VANCOUVER – Candidates in British Columbia’s election could knock on all the doors they wanted to on Tuesday as voters headed to the polls, but they better not have tweeted about it.
Mainstreeting was no problem, so long as no evidence made its way onto Instagram.
That is the reality created by the province’s 17-year-old election law, drafted long before the Internet — much less social media — had become such an integral part of the lives of candidates and voters.
It also prompted Elections BC to warn candidates and parties who had broken the rules to delete their offending social media posts.
“Under the Election Act, candidates cannot tweet on general voting day, and they know this,” Elections BC spokesman Don Main said in an interview Tuesday.
“A candidate from one of the parties was tweeting since midnight last night, so the party has been contacted to advise all of their candidates that they cannot tweet on general voting day, and any tweets that have been posted since midnight last night need to be removed.”
The Election Act prohibits a number of activities on voting day, including broadcasting or transmitting election-related advertising, which Elections BC has interpreted to include online social media postings.
Main said the agency was alerted that Liberal candidate Richard Lee, who is running in Burnaby North, had been tweeting Tuesday. Elections BC told the Liberal party to ensure the tweets were deleted, said Main, and they were.
But it wasn’t difficult to find other candidates who had been posted to Twitter on election day.
They included NDP Leader Adrian Dix, whose most recent tweet was timestamped at about 6 a.m., when he wrote: “From Hope to Langley to Vancouver to Burnaby, back to Vancouver. The energy from our campaigns everywhere is impressive.” Dix had been finishing up a whirlwind, 24-hour tour of the province.
Michelle Stilwell, the Liberal candidate in Parksville-Qualicum, used Twitter to thank people for voting around noon on Tuesday. About the same time, Liberal Norm Letnick in Kelowna-Lake Country urged his followers to vote.
Mike McLoughlin, the Conservative candidate in Kelowna-Mission, was among several members of his party who were prolific tweets on voting day.
And Gary Young, an Independent candidate in Cariboo-Chilcotin, practically dared Elections BC to do something about his many tweets on voting day, writing: “The law breaking tweets… nothing will happen, consider the Balanced budget Act that does NOTHING.”
Elections BC’s enforcement is driven by complaints, said Main, though he said the agency also monitors Twitter and Facebook on its own.

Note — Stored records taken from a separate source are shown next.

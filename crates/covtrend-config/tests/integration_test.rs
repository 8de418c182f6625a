//! Integration tests for covtrend-config crate.

use covtrend_common::CovError;
use covtrend_config::{Config, ConfigLoader, ImageFormat};
use std::path::PathBuf;

#[test]
fn test_default_config_validation() {
    let mut config = Config::default();
    assert!(config.validate_all().is_ok());

    // A summary image must be something the renderer can write
    config.output.summary_image = Some(PathBuf::from("corona_deaths.gif"));
    assert!(config.validate_all().is_err());

    config.output.summary_image = Some(PathBuf::from("corona_deaths.SVG"));
    assert!(config.validate_all().is_ok());
}

#[test]
fn test_load_from_file_round_trip() {
    let dir = tempfile::tempdir().expect("Failed to create temp directory");
    let path = dir.path().join("covtrend.yaml");

    let mut config = Config::default();
    config.analysis.country = "Korea, South".to_string();
    config.output.format = ImageFormat::Svg;
    config.output.summary_image = None;
    std::fs::write(&path, serde_yaml::to_string(&config).unwrap()).unwrap();

    let loaded = ConfigLoader::load_from_file(&path).expect("Failed to load config");
    assert_eq!(loaded.analysis.country, "Korea, South");
    assert_eq!(loaded.output.format, ImageFormat::Svg);
    assert!(loaded.output.summary_image.is_none());
}

#[test]
fn test_missing_file_is_config_error() {
    let err = ConfigLoader::load_from_file("/definitely/not/here/covtrend.yaml").unwrap_err();
    assert!(matches!(err, CovError::Config { .. }));
    assert!(std::error::Error::source(&err).is_some());
}

#[test]
fn test_logging_config_mapping() {
    let yaml = "logging:\n  level: warn\n  json: true\n  file: covtrend.log\n";
    let config = ConfigLoader::from_yaml_str_with(yaml, |_| None).expect("Failed to load config");

    let logging = config.logging_config();
    assert_eq!(logging.level, "warn");
    assert!(logging.json_format);
    assert_eq!(logging.file_path, Some(PathBuf::from("covtrend.log")));
}
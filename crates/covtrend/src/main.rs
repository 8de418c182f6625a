//! Main entry point for covtrend.

use anyhow::Context;
use clap::Parser;
use covtrend::{run, Args};
use covtrend_common::init_logging;
use covtrend_config::ConfigLoader;
use tracing::{error, info};

#[tokio::main]
async fn main() -> anyhow::Result<()> {
    let args = Args::parse();

    let mut config = match &args.config {
        Some(path) => ConfigLoader::load_from_file(path),
        None => ConfigLoader::load(),
    }
    .context("Failed to load configuration")?;

    args.apply_overrides(&mut config);
    config
        .validate_all()
        .context("Invalid configuration after command line overrides")?;

    init_logging(config.logging_config())
        .map_err(|e| anyhow::anyhow!("Failed to initialise logging: {e}"))?;

    info!("Starting covtrend {}", env!("CARGO_PKG_VERSION"));

    match run(&config).await {
        Ok(paths) => {
            info!("Done, {} files written", paths.len());
            Ok(())
        }
        Err(e) => {
            error!("covtrend failed: {}", e);
            Err(e.into())
        }
    }
}
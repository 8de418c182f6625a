//! Shared formatting helpers.

use chrono::NaiveDate;

/// Formats an integer with `,` thousands separators.
pub fn format_thousands(value: i64) -> String {
    let digits = value.unsigned_abs().to_string();
    let mut out = String::with_capacity(digits.len() + digits.len() / 3 + 1);
    if value < 0 {
        out.push('-');
    }
    for (i, ch) in digits.chars().enumerate() {
        if i > 0 && (digits.len() - i) % 3 == 0 {
            out.push(',');
        }
        out.push(ch);
    }
    out
}

/// Formats a date as `mm-YYYY` for month axis labels.
pub fn format_month(date: NaiveDate) -> String {
    date.format("%m-%Y").to_string()
}

/// English ordinal suffix for `n` (`st`, `nd`, `rd`, `th`).
pub fn ordinal_suffix(n: u64) -> &'static str {
    match (n % 10, n % 100) {
        (_, 11..=13) => "th",
        (1, _) => "st",
        (2, _) => "nd",
        (3, _) => "rd",
        _ => "th",
    }
}

/// `n` followed by its ordinal suffix, e.g. `25th`.
pub fn ordinal(n: u64) -> String {
    format!("{}{}", n, ordinal_suffix(n))
}

#[cfg(test)]
mod tests {
    use super::*;

    #[test]
    fn test_format_thousands() {
        assert_eq!(format_thousands(0), "0");
        assert_eq!(format_thousands(999), "999");
        assert_eq!(format_thousands(1_000), "1,000");
        assert_eq!(format_thousands(1_234_567), "1,234,567");
        assert_eq!(format_thousands(-45_210), "-45,210");
        assert_eq!(format_thousands(i64::MIN), "-9,223,372,036,854,775,808");
    }

    #[test]
    fn test_format_month() {
        let date = NaiveDate::from_ymd_opt(2020, 3, 28).unwrap();
        assert_eq!(format_month(date), "03-2020");
    }

    #[test]
    fn test_ordinal() {
        assert_eq!(ordinal(1), "1st");
        assert_eq!(ordinal(2), "2nd");
        assert_eq!(ordinal(3), "3rd");
        assert_eq!(ordinal(11), "11th");
        assert_eq!(ordinal(12), "12th");
        assert_eq!(ordinal(22), "22nd");
        assert_eq!(ordinal(25), "25th");
        assert_eq!(ordinal(100), "100th");
        assert_eq!(ordinal(113), "113th");
    }
}
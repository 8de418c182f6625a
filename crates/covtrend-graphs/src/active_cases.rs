//! Active cases (confirmed less recovered and deaths) for one geography.

use crate::chart::{dated_points, Chart};
use crate::renderer::color_hex;
use crate::{AxisScale, DataSet, GraphConfig, GraphRenderer, LineChartRenderer, XAxis};
use covtrend_common::{format_thousands, CaseType, Geography, Result};
use covtrend_data::{Dataset, Series};
use plotters::style::RGBColor;

pub const ACTIVE_COLOR: RGBColor = RGBColor(188, 189, 34);

#[derive(Debug, Clone)]
pub struct ActiveCasesGraph {
    geography: Geography,
    series: Series,
}

impl ActiveCasesGraph {
    pub fn from_dataset(dataset: &Dataset, geography: &Geography) -> Result<Self> {
        let series = dataset.get(CaseType::Active)?.series(geography)?;
        Ok(Self {
            geography: geography.clone(),
            series,
        })
    }
}

impl Chart for ActiveCasesGraph {
    fn file_stem(&self) -> String {
        "active_case_by_country".to_string()
    }

    fn graph_config(&self) -> GraphConfig {
        GraphConfig {
            title: self.geography.title(),
            x_label: Some("End of month".to_string()),
            y_label: Some("Number of active cases".to_string()),
            y_scale: AxisScale::Log,
            x_axis: self
                .series
                .dates
                .first()
                .map_or(XAxis::Index, |&origin| XAxis::Dates { origin }),
            ..GraphConfig::default()
        }
    }

    fn datasets(&self) -> Vec<DataSet> {
        let (_, points) = dated_points(&self.series.dates, &self.series.values);
        let mut set =
            DataSet::new(CaseType::Active.label(), points).with_color(color_hex(ACTIVE_COLOR));
        if let Some((_, last)) = self.series.last() {
            set = set.with_annotation(format_thousands(last));
        }
        vec![set]
    }

    fn renderer(&self) -> Box<dyn GraphRenderer> {
        Box::new(LineChartRenderer::new())
    }
}

#[cfg(test)]
mod tests {
    use super::*;
    use crate::test_support::fixture_dataset;

    #[test]
    fn test_active_series() {
        let dataset = fixture_dataset();
        let graph = ActiveCasesGraph::from_dataset(&dataset, &Geography::country("Italy")).unwrap();

        let datasets = graph.datasets();
        assert_eq!(datasets.len(), 1);
        assert_eq!(datasets[0].annotation.as_deref(), Some("600"));
        assert_eq!(datasets[0].color.as_deref(), Some("#BCBD22"));
        let ys: Vec<f64> = datasets[0].data.iter().map(|p| p.y).collect();
        assert_eq!(ys, vec![0.0, 2.0, 49.0, 105.0, 254.0, 600.0]);

        let config = graph.graph_config();
        assert_eq!(config.y_label.as_deref(), Some("Number of active cases"));
        assert_eq!(config.title, "Italy");
        assert_eq!(graph.file_stem(), "active_case_by_country");
    }
}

He could not say what, if anything, will happen to candidates who tweeted on voting day.
Main declined to comment whether the law still makes sense, though he noted the chief electoral officer has the power to weigh into that issue after the election.
“Under the Election Act, the chief electoral officer has the authority to recommend changes to the after an electoral event,” he said.
“I don’t know if that (how the law affects social media) will be considered or not. We will evaluate after the election how widespread these things were.”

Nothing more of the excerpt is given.